## Exercise directions
Word for word, reproduce each of the entries.

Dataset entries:
- Opening Delimiter -
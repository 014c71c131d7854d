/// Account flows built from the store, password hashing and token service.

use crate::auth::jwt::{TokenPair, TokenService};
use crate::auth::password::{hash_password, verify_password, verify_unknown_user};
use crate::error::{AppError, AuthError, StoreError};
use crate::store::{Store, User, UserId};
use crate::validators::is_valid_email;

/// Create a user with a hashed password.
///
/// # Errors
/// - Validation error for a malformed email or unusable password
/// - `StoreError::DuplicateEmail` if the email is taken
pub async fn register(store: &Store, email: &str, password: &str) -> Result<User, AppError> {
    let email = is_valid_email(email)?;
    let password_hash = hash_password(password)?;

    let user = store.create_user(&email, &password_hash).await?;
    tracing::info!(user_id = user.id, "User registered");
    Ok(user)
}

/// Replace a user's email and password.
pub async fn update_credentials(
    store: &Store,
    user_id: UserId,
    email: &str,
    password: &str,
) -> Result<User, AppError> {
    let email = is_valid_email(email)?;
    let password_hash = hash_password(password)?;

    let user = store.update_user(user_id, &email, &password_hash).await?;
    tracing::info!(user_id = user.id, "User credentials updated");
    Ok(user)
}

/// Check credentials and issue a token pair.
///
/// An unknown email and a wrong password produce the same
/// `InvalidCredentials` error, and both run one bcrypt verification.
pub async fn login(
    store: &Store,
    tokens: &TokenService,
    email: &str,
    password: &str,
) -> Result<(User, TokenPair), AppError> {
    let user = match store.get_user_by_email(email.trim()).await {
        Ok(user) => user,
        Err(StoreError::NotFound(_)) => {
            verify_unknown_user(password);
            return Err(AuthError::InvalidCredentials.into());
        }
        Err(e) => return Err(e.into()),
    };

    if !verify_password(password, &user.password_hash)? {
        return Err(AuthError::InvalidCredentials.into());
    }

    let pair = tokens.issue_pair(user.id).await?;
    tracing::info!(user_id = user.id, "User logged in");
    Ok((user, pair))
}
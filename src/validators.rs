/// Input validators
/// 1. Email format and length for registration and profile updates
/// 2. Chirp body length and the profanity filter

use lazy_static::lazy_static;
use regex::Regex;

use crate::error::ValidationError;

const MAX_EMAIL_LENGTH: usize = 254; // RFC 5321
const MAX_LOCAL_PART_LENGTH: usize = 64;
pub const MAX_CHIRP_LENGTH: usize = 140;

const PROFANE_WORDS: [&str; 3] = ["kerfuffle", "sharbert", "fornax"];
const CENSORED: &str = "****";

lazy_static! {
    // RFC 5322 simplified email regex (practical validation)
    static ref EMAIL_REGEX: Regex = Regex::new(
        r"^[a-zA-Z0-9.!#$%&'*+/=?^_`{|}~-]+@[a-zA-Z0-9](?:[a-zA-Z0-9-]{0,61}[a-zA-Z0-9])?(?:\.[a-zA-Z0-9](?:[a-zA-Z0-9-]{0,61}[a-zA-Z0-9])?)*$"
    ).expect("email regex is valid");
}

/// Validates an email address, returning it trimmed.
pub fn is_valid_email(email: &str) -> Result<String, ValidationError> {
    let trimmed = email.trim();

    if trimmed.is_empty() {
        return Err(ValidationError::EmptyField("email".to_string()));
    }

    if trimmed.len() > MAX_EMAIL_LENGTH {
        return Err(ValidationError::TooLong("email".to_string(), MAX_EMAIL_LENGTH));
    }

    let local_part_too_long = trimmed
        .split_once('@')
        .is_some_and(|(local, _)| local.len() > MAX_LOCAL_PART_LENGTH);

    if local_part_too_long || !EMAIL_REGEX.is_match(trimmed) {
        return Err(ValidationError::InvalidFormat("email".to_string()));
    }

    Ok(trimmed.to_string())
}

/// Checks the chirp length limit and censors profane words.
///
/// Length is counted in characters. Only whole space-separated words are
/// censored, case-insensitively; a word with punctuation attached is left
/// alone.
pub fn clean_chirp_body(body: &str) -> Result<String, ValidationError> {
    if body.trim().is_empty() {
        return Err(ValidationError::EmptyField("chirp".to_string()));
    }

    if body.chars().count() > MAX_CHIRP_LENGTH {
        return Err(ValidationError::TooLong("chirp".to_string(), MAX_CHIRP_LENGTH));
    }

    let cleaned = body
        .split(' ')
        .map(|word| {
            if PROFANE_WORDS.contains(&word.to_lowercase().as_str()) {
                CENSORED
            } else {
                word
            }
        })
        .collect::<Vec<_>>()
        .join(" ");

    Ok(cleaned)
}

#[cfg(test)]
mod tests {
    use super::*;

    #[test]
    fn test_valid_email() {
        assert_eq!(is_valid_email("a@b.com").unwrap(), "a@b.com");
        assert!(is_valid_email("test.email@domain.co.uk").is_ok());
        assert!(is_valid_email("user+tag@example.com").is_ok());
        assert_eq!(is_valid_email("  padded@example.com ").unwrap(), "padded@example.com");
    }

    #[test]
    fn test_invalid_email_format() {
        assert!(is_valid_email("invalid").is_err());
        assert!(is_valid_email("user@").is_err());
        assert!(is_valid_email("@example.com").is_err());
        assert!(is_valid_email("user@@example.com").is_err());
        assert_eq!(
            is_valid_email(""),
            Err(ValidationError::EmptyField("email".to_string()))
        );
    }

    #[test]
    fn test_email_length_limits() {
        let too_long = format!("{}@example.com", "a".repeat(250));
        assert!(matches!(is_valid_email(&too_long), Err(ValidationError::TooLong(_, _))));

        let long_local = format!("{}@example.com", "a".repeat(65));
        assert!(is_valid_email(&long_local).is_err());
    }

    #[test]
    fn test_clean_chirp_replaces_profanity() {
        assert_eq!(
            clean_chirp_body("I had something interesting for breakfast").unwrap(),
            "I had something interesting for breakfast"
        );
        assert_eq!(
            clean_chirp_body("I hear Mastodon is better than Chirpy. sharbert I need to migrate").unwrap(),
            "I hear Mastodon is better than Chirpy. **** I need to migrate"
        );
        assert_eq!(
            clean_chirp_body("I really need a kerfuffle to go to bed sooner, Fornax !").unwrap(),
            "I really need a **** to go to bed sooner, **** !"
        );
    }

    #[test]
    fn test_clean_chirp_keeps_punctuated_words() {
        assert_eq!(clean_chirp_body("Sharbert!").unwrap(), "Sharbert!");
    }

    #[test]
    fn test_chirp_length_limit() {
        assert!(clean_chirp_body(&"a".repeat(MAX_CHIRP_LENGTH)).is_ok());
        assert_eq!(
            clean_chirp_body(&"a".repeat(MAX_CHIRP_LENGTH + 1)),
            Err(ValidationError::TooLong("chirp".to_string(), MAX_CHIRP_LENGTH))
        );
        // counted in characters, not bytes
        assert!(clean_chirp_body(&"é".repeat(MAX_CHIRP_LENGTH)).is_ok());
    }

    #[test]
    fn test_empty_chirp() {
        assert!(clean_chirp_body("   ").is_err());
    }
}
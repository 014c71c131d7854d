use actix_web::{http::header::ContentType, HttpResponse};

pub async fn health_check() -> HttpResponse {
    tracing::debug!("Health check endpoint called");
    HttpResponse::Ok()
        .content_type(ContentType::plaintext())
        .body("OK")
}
- Closing Delimiter -
## Written reply
repository 014c71c131d7854d
/// Account flows built from the store, password hashing and token service.

use crate::auth::jwt::{TokenPair, TokenService};
use crate::auth::password::{hash_password, verify_password, verify_unknown_user};
use crate::error::{AppError, AuthError, StoreError};
use crate::store::{Store, User, UserId};
use crate::validators::is_valid_email;

/// Create a user with a hashed password.
///
/// # Errors
/// - Validation error for a malformed email or unusable password
/// - `StoreError::DuplicateEmail` if the email is taken
pub async fn register(store: &Store, email: &str, password: &str) -> Result<User, AppError> {
    let email = is_valid_email(email)?;
    let password_hash = hash_password(password)?;

    let user = store.create_user(&email, &password_hash).await?;
    tracing::info!(user_id = user.id, "User registered");
    Ok(user)
}

/// Replace a user's email and password.
pub async fn update_credentials(
    store: &Store,
    user_id: UserId,
    email: &str,
    password: &str,
) -> Result<User, AppError> {
    let email = is_valid_email(email)?;
    let password_hash = hash_password(password)?;

    let user = store.update_user(user_id, &email, &password_hash).await?;
    tracing::info!(user_id = user.id, "User credentials updated");
    Ok(user)
}

/// Check credentials and issue a token pair.
///
/// An unknown email and a wrong password produce the same
/// `InvalidCredentials` error, and both run one bcrypt verification.
pub async fn login(
    store: &Store,
    tokens: &TokenService,
    email: &str,
    password: &str,
) -> Result<(User, TokenPair), AppError> {
    let user = match store.get_user_by_email(email.trim()).await {
        Ok(user) => user,
        Err(StoreError::NotFound(_)) => {
            verify_unknown_user(password);
            return Err(AuthError::InvalidCredentials.into());
        }
        Err(e) => return Err(e.into()),
    };

    if !verify_password(password, &user.password_hash)? {
        return Err(AuthError::InvalidCredentials.into());
    }

    let pair = tokens.issue_pair(user.id).await?;
    tracing::info!(user_id = user.id, "User logged in");
    Ok((user, pair))
}
filename src/validators.rs
/// Input validators
/// 1. Email format and length for registration and profile updates
/// 2. Chirp body length and the profanity filter

use lazy_static::lazy_static;
use regex::Regex;

use crate::error::ValidationError;

const MAX_EMAIL_LENGTH: usize = 254; // RFC 5321
const MAX_LOCAL_PART_LENGTH: usize = 64;
pub const MAX_CHIRP_LENGTH: usize = 140;

const PROFANE_WORDS: [&str; 3] = ["kerfuffle", "sharbert", "fornax"];
const CENSORED: &str = "****";

lazy_static! {
    // RFC 5322 simplified email regex (practical validation)
    static ref EMAIL_REGEX: Regex = Regex::new(
        r"^[a-zA-Z0-9.!#$%&'*+/=?^_`{|}~-]+@[a-zA-Z0-9](?:[a-zA-Z0-9-]{0,61}[a-zA-Z0-9])?(?:\.[a-zA-Z0-9](?:[a-zA-Z0-9-]{0,61}[a-zA-Z0-9])?)*$"
    ).expect("email regex is valid");
}

/// Validates an email address, returning it trimmed.
pub fn is_valid_email(email: &str) -> Result<String, ValidationError> {
    let trimmed = email.trim();

    if trimmed.is_empty() {
        return Err(ValidationError::EmptyField("email".to_string()));
    }

    if trimmed.len() > MAX_EMAIL_LENGTH {
        return Err(ValidationError::TooLong("email".to_string(), MAX_EMAIL_LENGTH));
    }

    let local_part_too_long = trimmed
        .split_once('@')
        .is_some_and(|(local, _)| local.len() > MAX_LOCAL_PART_LENGTH);

    if local_part_too_long || !EMAIL_REGEX.is_match(trimmed) {
        return Err(ValidationError::InvalidFormat("email".to_string()));
    }

    Ok(trimmed.to_string())
}

/// Checks the chirp length limit and censors profane words.
///
/// Length is counted in characters. Only whole space-separated words are
/// censored, case-insensitively; a word with punctuation attached is left
/// alone.
pub fn clean_chirp_body(body: &str) -> Result<String, ValidationError> {
    if body.trim().is_empty() {
        return Err(ValidationError::EmptyField("chirp".to_string()));
    }

    if body.chars().count() > MAX_CHIRP_LENGTH {
        return Err(ValidationError::TooLong("chirp".to_string(), MAX_CHIRP_LENGTH));
    }

    let cleaned = body
        .split(' ')
        .map(|word| {
            if PROFANE_WORDS.contains(&word.to_lowercase().as_str()) {
                CENSORED
            } else {
                word
            }
        })
        .collect::<Vec<_>>()
        .join(" ");

    Ok(cleaned)
}

#[cfg(test)]
mod tests {
    use super::*;

    #[test]
    fn test_valid_email() {
        assert_eq!(is_valid_email("a@b.com").unwrap(), "a@b.com");
        assert!(is_valid_email("test.email@domain.co.uk").is_ok());
        assert!(is_valid_email("user+tag@example.com").is_ok());
        assert_eq!(is_valid_email("  padded@example.com ").unwrap(), "padded@example.com");
    }

    #[test]
    fn test_invalid_email_format() {
        assert!(is_valid_email("invalid").is_err());
        assert!(is_valid_email("user@").is_err());
        assert!(is_valid_email("@example.com").is_err());
        assert!(is_valid_email("user@@example.com").is_err());
        assert_eq!(
            is_valid_email(""),
            Err(ValidationError::EmptyField("email".to_string()))
        );
    }

    #[test]
    fn test_email_length_limits() {
        let too_long = format!("{}@example.com", "a".repeat(250));
        assert!(matches!(is_valid_email(&too_long), Err(ValidationError::TooLong(_, _))));

        let long_local = format!("{}@example.com", "a".repeat(65));
        assert!(is_valid_email(&long_local).is_err());
    }

    #[test]
    fn test_clean_chirp_replaces_profanity() {
        assert_eq!(
            clean_chirp_body("I had something interesting for breakfast").unwrap(),
            "I had something interesting for breakfast"
        );
        assert_eq!(
            clean_chirp_body("I hear Mastodon is better than Chirpy. sharbert I need to migrate").unwrap(),
            "I hear Mastodon is better than Chirpy. **** I need to migrate"
        );
        assert_eq!(
            clean_chirp_body("I really need a kerfuffle to go to bed sooner, Fornax !").unwrap(),
            "I really need a **** to go to bed sooner, **** !"
        );
    }

    #[test]
    fn test_clean_chirp_keeps_punctuated_words() {
        assert_eq!(clean_chirp_body("Sharbert!").unwrap(), "Sharbert!");
    }

    #[test]
    fn test_chirp_length_limit() {
        assert!(clean_chirp_body(&"a".repeat(MAX_CHIRP_LENGTH)).is_ok());
        assert_eq!(
            clean_chirp_body(&"a".repeat(MAX_CHIRP_LENGTH + 1)),
            Err(ValidationError::TooLong("chirp".to_string(), MAX_CHIRP_LENGTH))
        );
        // counted in characters, not bytes
        assert!(clean_chirp_body(&"é".repeat(MAX_CHIRP_LENGTH)).is_ok());
    }

    #[test]
    fn test_empty_chirp() {
        assert!(clean_chirp_body("   ").is_err());
    }
}
repository 014c71c131d7854d
use actix_web::{http::header::ContentType, HttpResponse};

pub async fn health_check() -> HttpResponse {
    tracing::debug!("Health check endpoint called");
    HttpResponse::Ok()
        .content_type(ContentType::plaintext())
        .body("OK")
}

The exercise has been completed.